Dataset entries
◆ ◆ ◆

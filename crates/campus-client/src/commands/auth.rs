//! Session store: login, registration, logout, current-user lookup and
//! profile updates.
//!
//! The session is the JSON-serialised [`User`] under [`SESSION_KEY`].  Every
//! mutating command writes it through; the registry entry with the same id
//! is kept in step according to the configured [`UpdatePolicy`].

use tracing::{info, warn};

use campus_shared::constants::{DEMO_PROFESSOR_EMAIL, DEMO_STUDENT_EMAIL, SESSION_KEY};
use campus_shared::directory;
use campus_shared::types::{Role, UserId};
use campus_store::kv::{load_json, save_json};
use campus_store::{KeyValueStore, User};

use super::simulate_latency;
use crate::config::UpdatePolicy;
use crate::error::CommandError;
use crate::events::{emit_event, AppEvent};
use crate::state::{lock, SharedState};

/// Registration form.
#[derive(Debug, Clone)]
pub struct Registration {
    pub email: String,
    pub name: String,
    pub role: Role,
    pub university: Option<String>,
    pub college: Option<String>,
}

/// Read the persisted session, back-filling role-specific counters.
///
/// A corrupt record is treated as no session.
pub(crate) fn read_session(storage: &dyn KeyValueStore) -> Option<User> {
    match load_json::<User>(storage, SESSION_KEY) {
        Ok(Some(mut user)) => {
            user.backfill_defaults();
            Some(user)
        }
        Ok(None) => None,
        Err(e) => {
            warn!(error = %e, "Ignoring unreadable session record");
            None
        }
    }
}

pub(crate) fn write_session(storage: &mut dyn KeyValueStore, user: &User) -> Result<(), CommandError> {
    save_json(storage, SESSION_KEY, user)?;
    Ok(())
}

pub async fn login(state: &SharedState, email: &str, role: Role) -> Result<User, CommandError> {
    simulate_latency(state).await?;

    let mut guard = lock(state)?;
    let st = &mut *guard;

    let mut user = st
        .repository
        .find_user_by_login(email.trim(), role)
        .ok_or(CommandError::AuthFailure)?;
    user.backfill_defaults();

    write_session(st.storage.as_mut(), &user)?;
    emit_event(&st.events, AppEvent::SessionChanged(Some(user.clone())));

    info!(user_id = %user.id, role = %role, "Logged in");
    Ok(user)
}

/// Log in as the seeded demo account of `role`.
pub async fn demo_login(state: &SharedState, role: Role) -> Result<User, CommandError> {
    let email = match role {
        Role::Student => DEMO_STUDENT_EMAIL,
        Role::Professor => DEMO_PROFESSOR_EMAIL,
    };
    login(state, email, role).await
}

pub async fn register(state: &SharedState, form: Registration) -> Result<User, CommandError> {
    let email = form.email.trim().to_string();
    let name = form.name.trim().to_string();
    if email.is_empty() || !email.contains('@') {
        return Err(CommandError::InvalidInput("A valid email is required".into()));
    }
    if name.is_empty() {
        return Err(CommandError::InvalidInput("A name is required".into()));
    }
    if let (Some(u), Some(c)) = (&form.university, &form.college) {
        if !directory::is_valid_affiliation(u, c) {
            return Err(CommandError::InvalidInput(format!("Unknown affiliation: {u} / {c}")));
        }
    }

    simulate_latency(state).await?;

    let id = UserId::generate();
    let user = User {
        profile_pic: format!("https://picsum.photos/100/100?random={}", id.as_str()),
        id,
        email,
        name,
        role: form.role,
        university: form.university,
        college: form.college,
        stars: (form.role == Role::Professor).then_some(0),
        balance: (form.role == Role::Student).then_some(0),
        device_token: None,
    };

    let mut guard = lock(state)?;
    let st = &mut *guard;

    let user = st.repository.insert_user(user)?;
    write_session(st.storage.as_mut(), &user)?;
    emit_event(&st.events, AppEvent::SessionChanged(Some(user.clone())));

    info!(user_id = %user.id, role = %user.role, "Registered");
    Ok(user)
}

/// Clear the persisted session.  The registry is untouched.
pub async fn logout(state: &SharedState) -> Result<(), CommandError> {
    simulate_latency(state).await?;

    let mut guard = lock(state)?;
    let st = &mut *guard;
    st.storage.remove(SESSION_KEY)?;
    emit_event(&st.events, AppEvent::SessionChanged(None));

    info!("Logged out");
    Ok(())
}

pub fn current_user(state: &SharedState) -> Result<Option<User>, CommandError> {
    let guard = lock(state)?;
    Ok(read_session(guard.storage.as_ref()))
}

/// Replace the registry entry sharing `updated.id` and persist `updated` as
/// the session.
///
/// With [`UpdatePolicy::Strict`] an unknown id fails with `NotFound` and
/// nothing is written; with [`UpdatePolicy::Upsert`] the record is inserted.
pub async fn update_user(state: &SharedState, updated: User) -> Result<User, CommandError> {
    simulate_latency(state).await?;

    let mut guard = lock(state)?;
    let st = &mut *guard;
    let user = apply_user_update(st.repository.as_mut(), st.config.update_policy, updated)?;

    write_session(st.storage.as_mut(), &user)?;
    emit_event(&st.events, AppEvent::SessionChanged(Some(user.clone())));

    info!(user_id = %user.id, "Profile updated");
    Ok(user)
}

pub(crate) fn apply_user_update(
    repository: &mut dyn campus_store::Repository,
    policy: UpdatePolicy,
    mut updated: User,
) -> Result<User, CommandError> {
    updated.backfill_defaults();
    match policy {
        UpdatePolicy::Strict => Ok(repository.replace_user(updated)?),
        UpdatePolicy::Upsert => Ok(repository.upsert_user(updated)?),
    }
}

/// Change the current user's display name and picture.
pub async fn update_profile(
    state: &SharedState,
    name: &str,
    profile_pic: Option<String>,
) -> Result<User, CommandError> {
    let name = name.trim();
    if name.is_empty() {
        return Err(CommandError::InvalidInput("A name is required".into()));
    }

    let mut user = current_user(state)?
        .ok_or_else(|| CommandError::AccessDenied("not logged in".into()))?;
    user.name = name.to_string();
    if let Some(pic) = profile_pic {
        user.profile_pic = pic;
    }
    update_user(state, user).await
}

#[cfg(test)]
mod tests {
    use super::*;
    use crate::config::ClientConfig;
    use crate::error::Missing;
    use crate::testing::{shared_state, shared_state_with};

    fn sara() -> Registration {
        Registration {
            email: "sara@x.dz".into(),
            name: "Sara".into(),
            role: Role::Student,
            university: None,
            college: None,
        }
    }

    #[tokio::test]
    async fn register_then_login_with_matching_role_only() {
        let state = shared_state();
        let registered = register(&state, sara()).await.unwrap();
        assert_eq!(registered.balance, Some(0));
        assert_eq!(registered.stars, None);

        let again = login(&state, "sara@x.dz", Role::Student).await.unwrap();
        assert_eq!(again.id, registered.id);

        let err = login(&state, "sara@x.dz", Role::Professor).await.unwrap_err();
        assert!(matches!(err, CommandError::AuthFailure));
    }

    #[tokio::test]
    async fn duplicate_email_in_either_role_is_rejected() {
        let state = shared_state();
        let before = lock(&state).unwrap().repository.list_users(None).len();

        let mut form = sara();
        form.email = "prof1@example.com".into();
        let err = register(&state, form).await.unwrap_err();
        assert!(matches!(err, CommandError::DuplicateEmail(_)));

        let after = lock(&state).unwrap().repository.list_users(None).len();
        assert_eq!(before, after);
    }

    #[tokio::test]
    async fn register_professor_starts_with_zero_stars_and_is_session() {
        let state = shared_state();
        let mut form = sara();
        form.email = "p@x.dz".into();
        form.role = Role::Professor;
        let prof = register(&state, form).await.unwrap();
        assert_eq!(prof.stars, Some(0));
        assert_eq!(current_user(&state).unwrap(), Some(prof));
    }

    #[tokio::test]
    async fn register_rejects_unknown_affiliation() {
        let state = shared_state();
        let mut form = sara();
        form.university = Some("nowhere".into());
        form.college = Some("none".into());
        assert!(matches!(
            register(&state, form).await,
            Err(CommandError::InvalidInput(_))
        ));
    }

    #[tokio::test]
    async fn logout_clears_session_but_not_registry() {
        let state = shared_state();
        let user = login(&state, "stud1@example.com", Role::Student).await.unwrap();
        logout(&state).await.unwrap();
        assert_eq!(current_user(&state).unwrap(), None);
        assert!(lock(&state).unwrap().repository.get_user(&user.id).is_ok());
    }

    #[tokio::test]
    async fn demo_login_uses_seeded_accounts() {
        let state = shared_state();
        let stud = demo_login(&state, Role::Student).await.unwrap();
        assert_eq!(stud.email, DEMO_STUDENT_EMAIL);
        let prof = demo_login(&state, Role::Professor).await.unwrap();
        assert_eq!(prof.email, DEMO_PROFESSOR_EMAIL);
    }

    #[tokio::test]
    async fn update_then_current_user_round_trips() {
        let state = shared_state();
        let mut user = login(&state, "stud1@example.com", Role::Student).await.unwrap();
        user.name = "Sara K.".into();
        user.device_token = Some("tok".into());

        update_user(&state, user.clone()).await.unwrap();
        assert_eq!(current_user(&state).unwrap(), Some(user.clone()));
        assert_eq!(lock(&state).unwrap().repository.get_user(&user.id).unwrap(), user);
    }

    #[tokio::test]
    async fn current_user_backfills_old_session_shape() {
        let state = shared_state();
        {
            let mut guard = lock(&state).unwrap();
            guard
                .storage
                .set(SESSION_KEY, r#"{"id":"prof1","email":"prof1@example.com","name":"A","role":"professor"}"#)
                .unwrap();
        }
        let user = current_user(&state).unwrap().unwrap();
        assert_eq!(user.stars, Some(0));
    }

    #[tokio::test]
    async fn corrupt_session_reads_as_logged_out() {
        let state = shared_state();
        lock(&state).unwrap().storage.set(SESSION_KEY, "{oops").unwrap();
        assert_eq!(current_user(&state).unwrap(), None);
    }

    #[tokio::test]
    async fn strict_policy_rejects_unknown_user() {
        let config = ClientConfig {
            update_policy: UpdatePolicy::Strict,
            ..ClientConfig::default()
        };
        let state = shared_state_with(config);

        let mut ghost = login(&state, "stud1@example.com", Role::Student).await.unwrap();
        ghost.id = UserId::from("ghost");
        let err = update_user(&state, ghost).await.unwrap_err();
        assert!(matches!(err, CommandError::NotFound(Missing::User(_))));
        assert_eq!(current_user(&state).unwrap().unwrap().id, UserId::from("stud1"));
    }

    #[tokio::test]
    async fn upsert_policy_keeps_registry_and_session_in_step() {
        let state = shared_state();
        let mut ghost = login(&state, "stud1@example.com", Role::Student).await.unwrap();
        ghost.id = UserId::from("ghost");
        ghost.email = "ghost@x.dz".into();

        update_user(&state, ghost.clone()).await.unwrap();
        assert_eq!(lock(&state).unwrap().repository.get_user(&ghost.id).unwrap(), ghost);
        assert_eq!(current_user(&state).unwrap(), Some(ghost));
    }

    #[tokio::test]
    async fn update_cannot_take_another_accounts_email() {
        let state = shared_state();
        let mut user = login(&state, "stud1@example.com", Role::Student).await.unwrap();
        let original = user.clone();
        user.email = "stud2@example.com".into();

        let err = update_user(&state, user).await.unwrap_err();
        assert!(matches!(err, CommandError::DuplicateEmail(e) if e == "stud2@example.com"));
        assert_eq!(current_user(&state).unwrap(), Some(original.clone()));
        assert_eq!(lock(&state).unwrap().repository.get_user(&original.id).unwrap(), original);

        let other = login(&state, "stud2@example.com", Role::Student).await.unwrap();
        assert_eq!(other.id, UserId::from("stud2"));
    }

    #[tokio::test]
    async fn upsert_of_unknown_id_with_taken_email_is_rejected() {
        let state = shared_state();
        let mut ghost = login(&state, "stud1@example.com", Role::Student).await.unwrap();
        ghost.id = UserId::from("ghost");

        let err = update_user(&state, ghost).await.unwrap_err();
        assert!(matches!(err, CommandError::DuplicateEmail(_)));
        let holders = lock(&state)
            .unwrap()
            .repository
            .list_users(None)
            .into_iter()
            .filter(|u| u.email == "stud1@example.com")
            .count();
        assert_eq!(holders, 1);
    }

    #[tokio::test]
    async fn update_profile_changes_name_and_picture() {
        let state = shared_state();
        login(&state, "stud2@example.com", Role::Student).await.unwrap();
        let user = update_profile(&state, "  Amine  ", Some("data:image/png;base64,AA".into()))
            .await
            .unwrap();
        assert_eq!(user.name, "Amine");
        assert_eq!(user.profile_pic, "data:image/png;base64,AA");

        assert!(matches!(
            update_profile(&state, " ", None).await,
            Err(CommandError::InvalidInput(_))
        ));
    }
}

◆ ◆ ◆

Task instructions: For every line in the records above that holds "Missing", add one, and report the sum alone.

Output of the task: 2